Importance of localized dilatation and distensibility in identifying determinants of thoracic aortic aneurysm with neural operators
DS Li and S Goswami and QY Cao and V Oommen and R Assi and JD Humphrey and GE Karniadakis, PLOS COMPUTATIONAL BIOLOGY, 21, e1013550 (2025).
DOI: 10.1371/journal.pcbi.1013550
Thoracic aortic aneurysms (TAAs) stem from diverse mechanical and mechanobiological disruptions to the aortic wall that can also increase the risk of dissection or rupture. There is increasing evidence that dysfunctions along the aortic mechanotransduction axis, including reduced integrity of elastic fibers and loss of cell-matrix connections, are particularly capable of causing thoracic aortopathy. Because different insults can produce distinct mechanical vulnerabilities, there is a pressing need to identify interacting factors that drive progression. In this work, we employ a finite element framework to generate synthetic TAAs arising from hundreds of heterogeneous insults that span a range of compromised elastic fiber integrity and cellular mechanosensing. From these simulations, we construct localized dilatation and distensibility maps throughout the aortic domain to serve as training data for neural network models to predict the initiating combined insult. Several candidate architectures (Deep Operator Networks, UNets, and Laplace Neural Operators) and input data formats are compared to establish a standard for handling future subject- specific information. We further quantify the predictive capability when networks are trained on geometric (dilatation) information alone, which mimics current clinical guidelines, versus training on both geometric and mechanical (distensibility) information. We show that prediction errors based on dilatation data are significantly higher than those based on dilatation and distensibility across all networks considered, highlighting the benefit of obtaining local distensibility measures in TAA assessment.
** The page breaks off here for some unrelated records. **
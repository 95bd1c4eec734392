use std::collections::HashMap;
use std::path::Path;

use super::controller_type::ControllerType;
use crate::common::{self, ControllerOpt, WrappedIoError};

#[derive(thiserror::Error, Debug)]
pub enum V2UnifiedError {
    #[error("io error: {0}")]
    WrappedIo(#[from] WrappedIoError),
    #[error("subsystem {subsystem} is not available: {err}")]
    SubsystemNotAvailable {
        subsystem: String,
        err: WrappedIoError,
    },
}

pub struct Unified {}

impl Unified {
    pub fn apply(
        controller_opt: &ControllerOpt,
        cgroup_path: &Path,
        controllers: Vec<ControllerType>,
    ) -> Result<(), V2UnifiedError> {
        if let Some(unified) = &controller_opt.resources.unified() {
            Self::apply_impl(unified, cgroup_path, &controllers)?;
        }

        Ok(())
    }

    fn apply_impl(
        unified: &HashMap<String, String>,
        cgroup_path: &Path,
        controllers: &[ControllerType],
    ) -> Result<(), V2UnifiedError> {
        tracing::debug!("Apply unified cgroup config");
        for (cgroup_file, value) in unified {
            if let Err(err) = common::write_cgroup_file_str(cgroup_path.join(cgroup_file), value) {
                let (subsystem, _) = cgroup_file.split_once('.').unwrap_or((cgroup_file, ""));

                if controllers.iter().any(|c| c.to_string() == subsystem) {
                    Err(err)?;
                } else {
                    return Err(V2UnifiedError::SubsystemNotAvailable {
                        subsystem: subsystem.into(),
                        err,
                    });
                }
            }
        }

        Ok(())
    }
}
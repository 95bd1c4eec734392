mod controller;
pub mod controller_type;
mod cpu;
mod cpuset;
#[cfg(feature = "cgroupsv2_devices")]
pub mod devices;
mod freezer;
mod hugetlb;
mod io;
pub mod manager;
mod memory;
mod pids;
mod unified;
pub mod util;
use std::cell::RefCell;

use anyhow::Result;
use nix::unistd::Pid;

use crate::{
    common::{CgroupManager, ControllerOpt, FreezerState},
    stats::Stats,
};

#[derive(Debug)]
pub struct TestManager {
    add_task_args: RefCell<Vec<Pid>>,
    pub apply_called: RefCell<bool>,
}

impl Default for TestManager {
    fn default() -> Self {
        Self {
            add_task_args: RefCell::new(vec![]),
            apply_called: RefCell::new(false),
        }
    }
}

impl CgroupManager for TestManager {
    fn add_task(&self, pid: Pid) -> Result<()> {
        self.add_task_args.borrow_mut().push(pid);
        Ok(())
    }

    // NOTE: The argument cannot be stored due to lifetime.
    fn apply(&self, _controller_opt: &ControllerOpt) -> Result<()> {
        *self.apply_called.borrow_mut() = true;
        Ok(())
    }

    fn remove(&self) -> Result<()> {
        unimplemented!()
    }

    fn freeze(&self, _state: FreezerState) -> Result<()> {
        unimplemented!()
    }

    fn stats(&self) -> anyhow::Result<Stats> {
        unimplemented!()
    }

    fn get_all_pids(&self) -> Result<Vec<Pid>> {
        unimplemented!()
    }
}

impl TestManager {
    pub fn get_add_task_args(&self) -> Vec<Pid> {
        self.add_task_args.borrow_mut().clone()
    }

    pub fn apply_called(&self) -> bool {
        *self.apply_called.borrow_mut()
    }
}
use std::num::ParseIntError;
use std::path::{Path, PathBuf};

use super::controller::Controller;
use crate::common::{self, ControllerOpt, WrappedIoError};
use crate::stats::{parse_flat_keyed_data, CpuUsage, ParseFlatKeyedDataError, StatsProvider};

// Contains user mode and kernel mode cpu consumption
const CGROUP_CPUACCT_STAT: &str = "cpuacct.stat";
// Contains overall cpu consumption
const CGROUP_CPUACCT_USAGE: &str = "cpuacct.usage";
// Contains user mode and kernel mode cpu consumption differentiated by core
const CGROUP_CPUACCT_USAGE_ALL: &str = "cpuacct.usage_all";
// Contains overall cpu consumption differentiated by core
const CGROUP_CPUACCT_PERCPU: &str = "cpuacct.usage_percpu";

pub struct CpuAcct {}

impl Controller for CpuAcct {
    type Error = WrappedIoError;
    type Resource = ();

    fn apply(_controller_opt: &ControllerOpt, _cgroup_path: &Path) -> Result<(), Self::Error> {
        Ok(())
    }

    fn needs_to_handle<'a>(_controller_opt: &'a ControllerOpt) -> Option<&'a Self::Resource> {
        None
    }
}

#[derive(thiserror::Error, Debug)]
pub enum V1CpuAcctStatsError {
    #[error("io error: {0}")]
    WrappedIo(#[from] WrappedIoError),
    #[error("error parsing data: {0}")]
    ParseData(#[from] ParseFlatKeyedDataError),
    #[error("missing field {field} from {path}")]
    MissingField { field: &'static str, path: PathBuf },
    #[error("failed to parse total cpu usage: {0}")]
    ParseTotalCpu(ParseIntError),
    #[error("failed to parse per core {mode} mode cpu usage in {path}: {err}")]
    FailedToParseField {
        mode: &'static str,
        path: PathBuf,
        err: ParseIntError,
    },
    #[error("failed to parse per core cpu usage: {0}")]
    ParsePerCore(ParseIntError),
}

impl StatsProvider for CpuAcct {
    type Error = V1CpuAcctStatsError;
    type Stats = CpuUsage;

    fn stats(cgroup_path: &Path) -> Result<Self::Stats, V1CpuAcctStatsError> {
        let mut stats = CpuUsage::default();
        Self::get_total_cpu_usage(cgroup_path, &mut stats)?;
        Self::get_per_core_usage(cgroup_path, &mut stats)?;

        Ok(stats)
    }
}

impl CpuAcct {
    fn get_total_cpu_usage(
        cgroup_path: &Path,
        stats: &mut CpuUsage,
    ) -> Result<(), V1CpuAcctStatsError> {
        let stat_file_path = cgroup_path.join(CGROUP_CPUACCT_STAT);
        let stat_table = parse_flat_keyed_data(&stat_file_path)?;

        macro_rules! get {
            ($name: expr => $field: ident) => {
                stats.$field =
                    *stat_table
                        .get($name)
                        .ok_or_else(|| V1CpuAcctStatsError::MissingField {
                            field: $name,
                            path: stat_file_path.clone(),
                        })?;
            };
        }

        get!("user" => usage_user);
        get!("system" => usage_kernel);

        let total = common::read_cgroup_file(cgroup_path.join(CGROUP_CPUACCT_USAGE))?;
        stats.usage_total = total
            .trim()
            .parse()
            .map_err(V1CpuAcctStatsError::ParseTotalCpu)?;

        Ok(())
    }

    fn get_per_core_usage(
        cgroup_path: &Path,
        stats: &mut CpuUsage,
    ) -> Result<(), V1CpuAcctStatsError> {
        let path = cgroup_path.join(CGROUP_CPUACCT_USAGE_ALL);
        let all_content = common::read_cgroup_file(&path)?;
        // first line is header, skip it
        for entry in all_content.lines().skip(1) {
            let entry_parts: Vec<&str> = entry.split_ascii_whitespace().collect();
            if entry_parts.len() != 3 {
                continue;
            }

            stats
                .per_core_usage_user
                .push(entry_parts[1].parse().map_err(|err| {
                    V1CpuAcctStatsError::FailedToParseField {
                        mode: "user",
                        path: path.clone(),
                        err,
                    }
                })?);
            stats
                .per_core_usage_kernel
                .push(entry_parts[2].parse().map_err(|err| {
                    V1CpuAcctStatsError::FailedToParseField {
                        mode: "kernel",
                        path: path.clone(),
                        err,
                    }
                })?);
        }

        let percpu_content = common::read_cgroup_file(cgroup_path.join(CGROUP_CPUACCT_PERCPU))?;
        stats.per_core_usage_total = percpu_content
            .split_ascii_whitespace()
            .map(|v| v.parse())
            .collect::<Result<Vec<_>, _>>()
            .map_err(V1CpuAcctStatsError::ParsePerCore)?;

        Ok(())
    }
}
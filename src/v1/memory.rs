use std::collections::HashMap;
use std::fmt::Display;
use std::fs::OpenOptions;
use std::io::prelude::*;
use std::io::Write;
use std::num::ParseIntError;
use std::path::{Path, PathBuf};

use nix::errno::Errno;
use oci_spec::runtime::LinuxMemory;

use super::controller::Controller;
use crate::common::{self, ControllerOpt, WrapIoResult, WrappedIoError};
use crate::stats::{
    self, parse_single_value, MemoryData, MemoryStats, ParseFlatKeyedDataError, StatsProvider,
};

const CGROUP_MEMORY_SWAP_LIMIT: &str = "memory.memsw.limit_in_bytes";
const CGROUP_MEMORY_LIMIT: &str = "memory.limit_in_bytes";
const CGROUP_MEMORY_USAGE: &str = "memory.usage_in_bytes";
const CGROUP_MEMORY_MAX_USAGE: &str = "memory.max_usage_in_bytes";
const CGROUP_MEMORY_SWAPPINESS: &str = "memory.swappiness";
const CGROUP_MEMORY_RESERVATION: &str = "memory.soft_limit_in_bytes";
const CGROUP_MEMORY_OOM_CONTROL: &str = "memory.oom_control";

const CGROUP_KERNEL_MEMORY_LIMIT: &str = "memory.kmem.limit_in_bytes";
const CGROUP_KERNEL_TCP_MEMORY_LIMIT: &str = "memory.kmem.tcp.limit_in_bytes";

// Shows various memory statistics
const MEMORY_STAT: &str = "memory.stat";
//
const MEMORY_USE_HIERARCHY: &str = "memory.use_hierarchy";
// Prefix for memory cgroup files
const MEMORY_PREFIX: &str = "memory";
// Prefix for memory and swap cgroup files
const MEMORY_AND_SWAP_PREFIX: &str = "memory.memsw";
// Prefix for kernel memory cgroup files
const MEMORY_KERNEL_PREFIX: &str = "memory.kmem";
// Prefix for kernel tcp memory cgroup files
const MEMORY_KERNEL_TCP_PREFIX: &str = "memory.kmem.tcp";
// Memory usage in bytes
const MEMORY_USAGE_IN_BYTES: &str = ".usage_in_bytes";
// Maximum recorded memory usage
const MEMORY_MAX_USAGE_IN_BYTES: &str = ".max_usage_in_bytes";
// Memory usage limit in bytes
const MEMORY_LIMIT_IN_BYTES: &str = ".limit_in_bytes";
// Number of times memory usage hit limits
const MEMORY_FAIL_COUNT: &str = ".failcnt";

#[derive(Debug)]
pub enum MalformedThing {
    Limit,
    Usage,
    MaxUsage,
}

impl Display for MalformedThing {
    fn fmt(&self, f: &mut std::fmt::Formatter<'_>) -> std::fmt::Result {
        match self {
            MalformedThing::Limit => f.write_str("memory limit"),
            MalformedThing::Usage => f.write_str("memory usage"),
            MalformedThing::MaxUsage => f.write_str("memory max usage"),
        }
    }
}

#[derive(thiserror::Error, Debug)]
pub enum V1MemoryControllerError {
    #[error("io error: {0}")]
    WrappedIo(#[from] WrappedIoError),
    #[error("invalid swappiness value: {supplied}. valid range is 0-100")]
    SwappinessOutOfRange { supplied: u64 },
    #[error("read malformed {thing} {limit} from {path}: {err}")]
    MalformedValue {
        thing: MalformedThing,
        limit: String,
        path: PathBuf,
        err: ParseIntError,
    },
    #[error(
        "unable to set memory limit to {target} (current usage: {current}, peak usage: {peak})"
    )]
    UnableToSet {
        target: i64,
        current: u64,
        peak: u64,
    },
}
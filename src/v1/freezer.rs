use std::fs::OpenOptions;
use std::io::Read;
use std::path::Path;
use std::{thread, time};

use super::controller::Controller;
use crate::common::{self, ControllerOpt, FreezerState, WrapIoResult, WrappedIoError};

const CGROUP_FREEZER_STATE: &str = "freezer.state";
const FREEZER_STATE_THAWED: &str = "THAWED";
const FREEZER_STATE_FROZEN: &str = "FROZEN";
const FREEZER_STATE_FREEZING: &str = "FREEZING";

#[derive(thiserror::Error, Debug)]
pub enum V1FreezerControllerError {
    #[error("io error: {0}")]
    WrappedIo(#[from] WrappedIoError),
    #[error("unexpected state {state} while freezing")]
    UnexpectedState { state: String },
    #[error("unable to freeze")]
    UnableToFreeze,
}

pub struct Freezer {}

impl Controller for Freezer {
    type Error = V1FreezerControllerError;
    type Resource = FreezerState;

    fn apply(controller_opt: &ControllerOpt, cgroup_root: &Path) -> Result<(), Self::Error> {
        tracing::debug!("Apply Freezer cgroup config");
        std::fs::create_dir_all(cgroup_root).wrap_create_dir(cgroup_root)?;

        if let Some(freezer_state) = Self::needs_to_handle(controller_opt) {
            Self::apply(freezer_state, cgroup_root)?;
        }

        Ok(())
    }

    fn needs_to_handle<'a>(controller_opt: &'a ControllerOpt) -> Option<&'a Self::Resource> {
        controller_opt.freezer_state.as_ref()
    }
}

impl Freezer {
    fn apply(
        freezer_state: &FreezerState,
        cgroup_root: &Path,
    ) -> Result<(), V1FreezerControllerError> {
        match freezer_state {
            FreezerState::Undefined => {}
            FreezerState::Thawed => {
                common::write_cgroup_file(
                    cgroup_root.join(CGROUP_FREEZER_STATE),
                    FREEZER_STATE_THAWED,
                )?;
            }
            FreezerState::Frozen => {
                let r = || -> Result<(), V1FreezerControllerError> {
                    // We should do our best to retry if FREEZING is seen until it becomes FROZEN.
                    // Add sleep between retries occasionally helped when system is extremely slow.
                    // see:
                    // https://github.com/opencontainers/runc/blob/b9ee9c6314599f1b4a7f497e1f1f856fe433d3b7/libcontainer/cgroups/fs/freezer.go#L42
                    for i in 0..1000 {
                        if i % 50 == 49 {
                            let _ = common::write_cgroup_file(
                                cgroup_root.join(CGROUP_FREEZER_STATE),
                                FREEZER_STATE_THAWED,
                            );
                            thread::sleep(time::Duration::from_millis(10));
                        }

                        common::write_cgroup_file(
                            cgroup_root.join(CGROUP_FREEZER_STATE),
                            FREEZER_STATE_FROZEN,
                        )?;

                        if i % 25 == 24 {
                            thread::sleep(time::Duration::from_millis(10));
                        }

                        let r = Self::read_freezer_state(cgroup_root)?;
                        match r.trim() {
                            FREEZER_STATE_FREEZING => {
                                continue;
                            }
                            FREEZER_STATE_FROZEN => {
                                if i > 1 {
                                    tracing::debug!("frozen after {} retries", i)
                                }
                                return Ok(());
                            }
                            _ => {
                                // should not reach here.
                                return Err(V1FreezerControllerError::UnexpectedState { state: r });
                            }
                        }
                    }
                    Err(V1FreezerControllerError::UnableToFreeze)
                }();

                if r.is_err() {
                    // Freezing failed, and it is bad and dangerous to leave the cgroup in FROZEN or
                    // FREEZING, so try to thaw it back.
                    let _ = common::write_cgroup_file(
                        cgroup_root.join(CGROUP_FREEZER_STATE),
                        FREEZER_STATE_THAWED,
                    );
                }
                return r;
            }
        }
        Ok(())
    }

    fn read_freezer_state(cgroup_root: &Path) -> Result<String, WrappedIoError> {
        let path = cgroup_root.join(CGROUP_FREEZER_STATE);
        let mut content = String::new();
        OpenOptions::new()
            .create(false)
            .read(true)
            .open(path)
            .wrap_open(cgroup_root)?
            .read_to_string(&mut content)
            .wrap_read(cgroup_root)?;
        Ok(content)
    }
}

#[cfg(test)]
mod tests {
    use nix::unistd::Pid;
    use oci_spec::runtime::LinuxResourcesBuilder;

    use super::*;
    use crate::common::{FreezerState, CGROUP_PROCS};
    use crate::test::set_fixture;

    #[test]
    fn test_set_freezer_state() {
        let tmp = tempfile::tempdir().unwrap();
        set_fixture(tmp.path(), CGROUP_FREEZER_STATE, "").expect("Set fixure for freezer state");

        // set Frozen state.
        {
            let freezer_state = FreezerState::Frozen;
            Freezer::apply(&freezer_state, tmp.path()).expect("Set freezer state");

            let state_content = std::fs::read_to_string(tmp.path().join(CGROUP_FREEZER_STATE))
                .expect("Read to string");
            assert_eq!(FREEZER_STATE_FROZEN, state_content);
        }

        // set Thawed state.
        {
            let freezer_state = FreezerState::Thawed;
            Freezer::apply(&freezer_state, tmp.path()).expect("Set freezer state");

            let state_content = std::fs::read_to_string(tmp.path().join(CGROUP_FREEZER_STATE))
                .expect("Read to string");
            assert_eq!(FREEZER_STATE_THAWED, state_content);
        }

        // set Undefined state.
        {
            let old_state_content = std::fs::read_to_string(tmp.path().join(CGROUP_FREEZER_STATE))
                .expect("Read to string");
            let freezer_state = FreezerState::Undefined;
            Freezer::apply(&freezer_state, tmp.path()).expect("Set freezer state");

            let state_content = std::fs::read_to_string(tmp.path().join(CGROUP_FREEZER_STATE))
                .expect("Read to string");
            assert_eq!(old_state_content, state_content);
        }
    }

    #[test]
    fn test_add_and_apply() {
        let tmp = tempfile::tempdir().unwrap();
        set_fixture(tmp.path(), CGROUP_FREEZER_STATE, "").expect("set fixure for freezer state");
        set_fixture(tmp.path(), CGROUP_PROCS, "").expect("set fixture for proc file");

        // set Thawed state.
        {
            let linux_resources = LinuxResourcesBuilder::default()
                .devices(vec![])
                .hugepage_limits(vec![])
                .build()
                .unwrap();
            let state = FreezerState::Thawed;

            let controller_opt = ControllerOpt {
                resources: &linux_resources,
                freezer_state: Some(state),
                oom_score_adj: None,
                disable_oom_killer: false,
            };

            let pid = Pid::from_raw(1000);
            Freezer::add_task(pid, tmp.path()).expect("freezer add task");
            <Freezer as Controller>::apply(&controller_opt, tmp.path()).expect("freezer apply");
            let state_content = std::fs::read_to_string(tmp.path().join(CGROUP_FREEZER_STATE))
                .expect("read to string");
            assert_eq!(FREEZER_STATE_THAWED, state_content);
            let pid_content =
                std::fs::read_to_string(tmp.path().join(CGROUP_PROCS)).expect("read to string");
            assert_eq!(pid_content, "1000");
        }

        // set Frozen state.
        {
            let linux_resources = LinuxResourcesBuilder::default()
                .devices(vec![])
                .hugepage_limits(vec![])
                .build()
                .unwrap();
            let state = FreezerState::Frozen;

            let controller_opt = ControllerOpt {
                resources: &linux_resources,
                freezer_state: Some(state),
                oom_score_adj: None,
                disable_oom_killer: false,
            };

            let pid = Pid::from_raw(1001);
            Freezer::add_task(pid, tmp.path()).expect("freezer add task");
            <Freezer as Controller>::apply(&controller_opt, tmp.path()).expect("freezer apply");
            let state_content = std::fs::read_to_string(tmp.path().join(CGROUP_FREEZER_STATE))
                .expect("read to string");
            assert_eq!(FREEZER_STATE_FROZEN, state_content);
            let pid_content =
                std::fs::read_to_string(tmp.path().join(CGROUP_PROCS)).expect("read to string");
            assert_eq!(pid_content, "1001");
        }

        // set Undefined state.
        {
            let linux_resources = LinuxResourcesBuilder::default()
                .devices(vec![])
                .hugepage_limits(vec![])
                .build()
                .unwrap();

            let state = FreezerState::Undefined;

            let controller_opt = ControllerOpt {
                resources: &linux_resources,
                freezer_state: Some(state),
                oom_score_adj: None,
                disable_oom_killer: false,
            };

            let pid = Pid::from_raw(1002);
            let old_state_content = std::fs::read_to_string(tmp.path().join(CGROUP_FREEZER_STATE))
                .expect("read to string");
            Freezer::add_task(pid, tmp.path()).expect("freezer add task");
            <Freezer as Controller>::apply(&controller_opt, tmp.path()).expect("freezer apply");
            let state_content = std::fs::read_to_string(tmp.path().join(CGROUP_FREEZER_STATE))
                .expect("read to string");
            assert_eq!(old_state_content, state_content);
            let pid_content =
                std::fs::read_to_string(tmp.path().join(CGROUP_PROCS)).expect("read to string");
            assert_eq!(pid_content, "1002");
        }
    }
}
Additionally, we identify UNet as the best-performing architecture across all training data formats. These findings demonstrate the importance of obtaining full-field measurements of both dilatation and distensibility in the aneurysmal aorta to identify the mechanobiological insults that drive disease progression, which will advance personalized treatment strategies that target the underlying pathologic mechanisms.